$ cat post/july-24,-2023---ai-infrastructure-blues.md
July 24, 2023 - AI Infrastructure Blues
July 24th, 2023. Sitting in my home office with the sun casting a warm glow through my window, I can’t help but reflect on the tech world as it’s shaping up for another year. The AI landscape is exploding, and platform engineering has truly taken center stage. But like all good things, there are growing pains.
AI Infrastructure Explosion
Just last month, the launch of Llama 2 sent ripples through the industry. As a platform engineer, I find myself spending more time thinking about how to scale these large language models (LLMs) and ensure they can handle high loads without breaking our infrastructure. It’s a challenge that keeps me up at night—how do you serve a model with billions of parameters efficiently while keeping latency in check?
Platform Engineering Mainstream
Platform engineering is becoming mainstream, and it’s clear why. The ability to build and maintain robust, scalable platforms for teams across the organization is no longer just nice to have—it’s essential. At our company, we’ve been working on a new platform called “FlexPaaS” (flexible platform as a service). It’s designed to abstract away complexity for developers so they can focus on building cool stuff rather than managing infrastructure.
But with every new platform comes the challenge of making it bulletproof. I spent weeks debugging an issue where certain API calls would randomly fail, and after hours of tracing and profiling, we discovered it was due to a race condition in our cache layer. The problem turned out to be so subtle that it required multiple rounds of A/B testing before we could fully resolve it.

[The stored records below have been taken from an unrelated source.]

//! Map dimension properties.

use nalgebra::Vector2;
use serde::{Deserialize, Serialize};

/// Cell length, size in cells and top-left world offset of a grid map.
///
/// The in-bounds limit is two cells short of the size on each axis so the
/// bilinear interpolation can always fetch an `(i+1, j+1)` neighbor.
#[derive(Debug, Clone, Copy, PartialEq, Serialize, Deserialize)]
#[serde(rename_all = "PascalCase")]
pub struct MapDimensions {
    cell_length: f64,
    top_left_offset: [f64; 2],
    map_dimensions: [usize; 2],
    map_limits: [f64; 2],
}

impl MapDimensions {
    pub fn new(top_left_offset: [f64; 2], map_dimensions: [usize; 2], cell_length: f64) -> Self {
        let mut dims = Self {
            cell_length,
            top_left_offset,
            map_dimensions: [0, 0],
            map_limits: [0.0, 0.0],
        };
        dims.set_map_cell_dims(map_dimensions);
        dims
    }

    pub fn set_map_cell_dims(&mut self, new_dims: [usize; 2]) {
        self.map_dimensions = new_dims;
        self.map_limits = [new_dims[0] as f64 - 2.0, new_dims[1] as f64 - 2.0];
    }

    pub fn set_top_left_offset(&mut self, offset: [f64; 2]) {
        self.top_left_offset = offset;
    }

    pub fn set_cell_length(&mut self, cell_length: f64) {
        self.cell_length = cell_length;
    }

    /// Whether a map coordinate lies outside the interpolation-safe interior.
    pub fn point_out_of_map_bounds(&self, coords: Vector2<f64>) -> bool {
        coords.x < 0.0
            || coords.x > self.map_limits[0]
            || coords.y < 0.0
            || coords.y > self.map_limits[1]
    }

    pub fn map_dimensions(&self) -> [usize; 2] {
        self.map_dimensions
    }

    pub fn size_x(&self) -> usize {
        self.map_dimensions[0]
    }

    pub fn size_y(&self) -> usize {
        self.map_dimensions[1]
    }

    pub fn cell_length(&self) -> f64 {
        self.cell_length
    }

    pub fn top_left_offset(&self) -> [f64; 2] {
        self.top_left_offset
    }

    pub fn has_equal_dimensions(&self, other: &MapDimensions) -> bool {
        self.map_dimensions == other.map_dimensions
    }

    pub fn has_equal_transformation(&self, other: &MapDimensions) -> bool {
        self.top_left_offset == other.top_left_offset && self.cell_length == other.cell_length
    }
}
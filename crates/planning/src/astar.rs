//! A* shortest path over binary planning cells.

use crate::binmap::BinaryMap;
use crate::path::Path;
use crate::PlanError;
use mapping::{Cell, OccGrid};
use nalgebra::Vector2;
use std::cmp::Ordering;
use std::collections::{BinaryHeap, HashMap};
use tracing::debug;
use types::Pose;

#[derive(Debug, Clone)]
pub struct PlannerConfig {
    /// Source cells per binary cell on each axis
    pub shrink_factor: usize,
    /// Obstacle erosion radius in meters
    pub check_radius: f64,
    /// Heuristic multiplier for cells not known free in the source grid
    pub unknown_punish: f64,
    /// Node expansion budget
    pub max_iterations: usize,
    pub smoothing_data_weight: f64,
    pub smoothing_smooth_weight: f64,
}

impl Default for PlannerConfig {
    fn default() -> Self {
        Self {
            shrink_factor: 4,
            check_radius: 0.3,
            unknown_punish: 1.5,
            max_iterations: 100_000,
            smoothing_data_weight: 0.5,
            smoothing_smooth_weight: 0.1,
        }
    }
}

/// Heap entry ordered by lowest f-score.
#[derive(Debug, Clone, Copy)]
struct OpenNode {
    index: usize,
    g: f64,
    f: f64,
}

impl PartialEq for OpenNode {
    fn eq(&self, other: &Self) -> bool {
        self.f == other.f
    }
}

impl Eq for OpenNode {}

impl PartialOrd for OpenNode {
    fn partial_cmp(&self, other: &Self) -> Option<Ordering> {
        Some(self.cmp(other))
    }
}

impl Ord for OpenNode {
    fn cmp(&self, other: &Self) -> Ordering {
        // BinaryHeap is a max-heap; reverse for lowest f first
        other
            .f
            .partial_cmp(&self.f)
            .unwrap_or(Ordering::Equal)
    }
}

/// 4-connected A* planner over an eroded binary snapshot of an occupancy
/// grid. Borrows the source grid for the heuristic's explored-space check.
pub struct AstarPlanner<'a> {
    occ_map: &'a OccGrid,
    bin_map: BinaryMap,
    config: PlannerConfig,
    goal_cell: [i64; 2],
}

impl<'a> AstarPlanner<'a> {
    pub fn new(occ_map: &'a OccGrid, config: PlannerConfig) -> Result<Self, PlanError> {
        let bin_map = BinaryMap::from_occ_grid(occ_map, config.shrink_factor, config.check_radius)?;
        Ok(Self {
            occ_map,
            bin_map,
            config,
            goal_cell: [0, 0],
        })
    }

    pub fn binary_map(&self) -> &BinaryMap {
        &self.bin_map
    }

    /// Plan from `from` to `to` (world frame). The returned path is smoothed
    /// and simplified.
    pub fn plan_path(&mut self, from: Pose, to: Pose) -> Result<Path, PlanError> {
        self.set_goal(to)?;

        let start = self.cell_of(from);
        let start_index = self.index_of(start);
        let goal_index = self.index_of(self.goal_cell);

        let mut open = BinaryHeap::new();
        let mut best_g: HashMap<usize, f64> = HashMap::new();
        let mut came_from: HashMap<usize, usize> = HashMap::new();

        open.push(OpenNode {
            index: start_index,
            g: 0.0,
            f: self.heuristic(start_index),
        });
        best_g.insert(start_index, 0.0);

        let mut iterations = 0;
        while let Some(current) = open.pop() {
            if iterations >= self.config.max_iterations {
                break;
            }
            iterations += 1;

            if current.index == goal_index {
                debug!(iterations, "A* reached the goal");
                return Ok(self.reconstruct_path(&came_from, current.index));
            }

            // A stale heap entry for an already-improved cell
            if current.g > best_g.get(&current.index).copied().unwrap_or(f64::INFINITY) {
                continue;
            }

            let [x, y] = self.coords_of(current.index);
            for (dx, dy) in [(0i64, -1i64), (1, 0), (0, 1), (-1, 0)] {
                let nx = x + dx;
                let ny = y + dy;
                if nx < 0
                    || ny < 0
                    || nx >= self.bin_map.size_x() as i64
                    || ny >= self.bin_map.size_y() as i64
                {
                    continue;
                }
                if self.bin_map.is_occupied(nx as usize, ny as usize) {
                    continue;
                }

                let neighbor = self.index_of([nx, ny]);
                let g = current.g + 1.0;
                if g >= best_g.get(&neighbor).copied().unwrap_or(f64::INFINITY) {
                    continue;
                }

                best_g.insert(neighbor, g);
                came_from.insert(neighbor, current.index);
                open.push(OpenNode {
                    index: neighbor,
                    g,
                    f: g + self.heuristic(neighbor),
                });
            }
        }

        Err(PlanError::NoPath { iterations })
    }

    fn set_goal(&mut self, goal: Pose) -> Result<(), PlanError> {
        let goal_map = self.bin_map.map_coords(Vector2::new(goal.x, goal.y));
        if self.bin_map.point_out_of_map_bounds(goal_map) {
            return Err(PlanError::GoalOutOfBounds);
        }
        if self
            .bin_map
            .is_occupied(goal_map.x as usize, goal_map.y as usize)
        {
            return Err(PlanError::GoalOccupied);
        }
        self.goal_cell = [goal_map.x as i64, goal_map.y as i64];
        Ok(())
    }

    fn cell_of(&self, pose: Pose) -> [i64; 2] {
        let map = self.bin_map.map_coords_pose(pose);
        [map.x as i64, map.y as i64]
    }

    fn index_of(&self, cell: [i64; 2]) -> usize {
        cell[1] as usize * self.bin_map.size_x() + cell[0] as usize
    }

    fn coords_of(&self, index: usize) -> [i64; 2] {
        let size_x = self.bin_map.size_x();
        [(index % size_x) as i64, (index / size_x) as i64]
    }

    /// Euclidean distance to the goal in binary cells, punished when the
    /// corresponding source cell is not known free. This biases paths into
    /// explored corridors.
    fn heuristic(&self, index: usize) -> f64 {
        let [x, y] = self.coords_of(index);
        let dx = (x - self.goal_cell[0]) as f64;
        let dy = (y - self.goal_cell[1]) as f64;
        let mut euclidean = (dx * dx + dy * dy).sqrt();

        let sx = x as usize * self.config.shrink_factor;
        let sy = y as usize * self.config.shrink_factor;
        if sx < self.occ_map.size_x() && sy < self.occ_map.size_y() {
            if !self.occ_map.cell(sx, sy).is_free() {
                euclidean *= self.config.unknown_punish;
            }
        }

        euclidean
    }

    fn reconstruct_path(&self, came_from: &HashMap<usize, usize>, end: usize) -> Path {
        let mut cells = vec![end];
        let mut current = end;
        while let Some(&parent) = came_from.get(&current) {
            cells.push(parent);
            current = parent;
        }
        cells.reverse();

        let poses = cells
            .into_iter()
            .map(|index| {
                let [x, y] = self.coords_of(index);
                let world = self
                    .bin_map
                    .world_coords(Vector2::new(x as f64, y as f64));
                Pose::new(world.x, world.y, 0.0)
            })
            .collect();

        let mut path = Path::from_poses(poses);
        path.smooth(
            self.config.smoothing_data_weight,
            self.config.smoothing_smooth_weight,
            0.001,
        );
        path.simplify();
        path
    }
}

FinOps and Cloud Cost Pressure
FinOps—financial operations—is becoming more critical than ever as cloud costs continue to rise. We’ve been working closely with the finance team to set up cost centers, budgeting, and monitoring tools. One of our recent projects was building a custom dashboard using Grafana to give us real-time visibility into cloud spend across different teams. It’s eye-opening how much can be saved just by tweaking some configurations or moving workloads between regions.
Developer Experience as Discipline
Developer experience (DX) is gaining traction as its own discipline, and it’s something I’ve been advocating for within the team. I recently argued for a more streamlined development environment setup process using Dev Containers on VS Code. It’s amazing how much friction we can reduce by standardizing our tools and workflows.
DORA Metrics
DORA (DevOps Research and Assessment) metrics are widely adopted now, and they’re forcing us to be more data-driven in our engineering practices. Our latest sprint retros looked at Cycle Time Lag specifically, aiming to reduce the time between when developers finish a piece of work and when it’s actually deployed to production. We’ve seen some initial wins by implementing CI/CD optimizations.
WebAssembly on Server Side
WebAssembly (Wasm) on the server side is an interesting trend. I’m curious about how we can leverage Wasm for edge computing tasks where performance really matters. One of our experiments involved running a simple image processing task using Wasm. It’s fast, and it works surprisingly well, but there are still kinks to work out around compatibility and security.
The Zenbleed Bug
Speaking of security, the Zenbleed bug hit hard last month. As I was debugging an issue in our monitoring stack, this obscure buffer overflow vulnerability popped up on my radar. It’s a stark reminder that no matter how many times we test, there are always edge cases to consider.
Conclusion
So here I am, reflecting on another month of building, arguing, and learning. The tech world is moving fast, but I’m excited about the opportunities it presents. Whether it’s LLMs or Wasm, every challenge brings us closer to creating better systems for everyone.
Stay tuned as we continue to push the boundaries!
Feel free to tweak any part of this post to fit your personal experiences and reflections!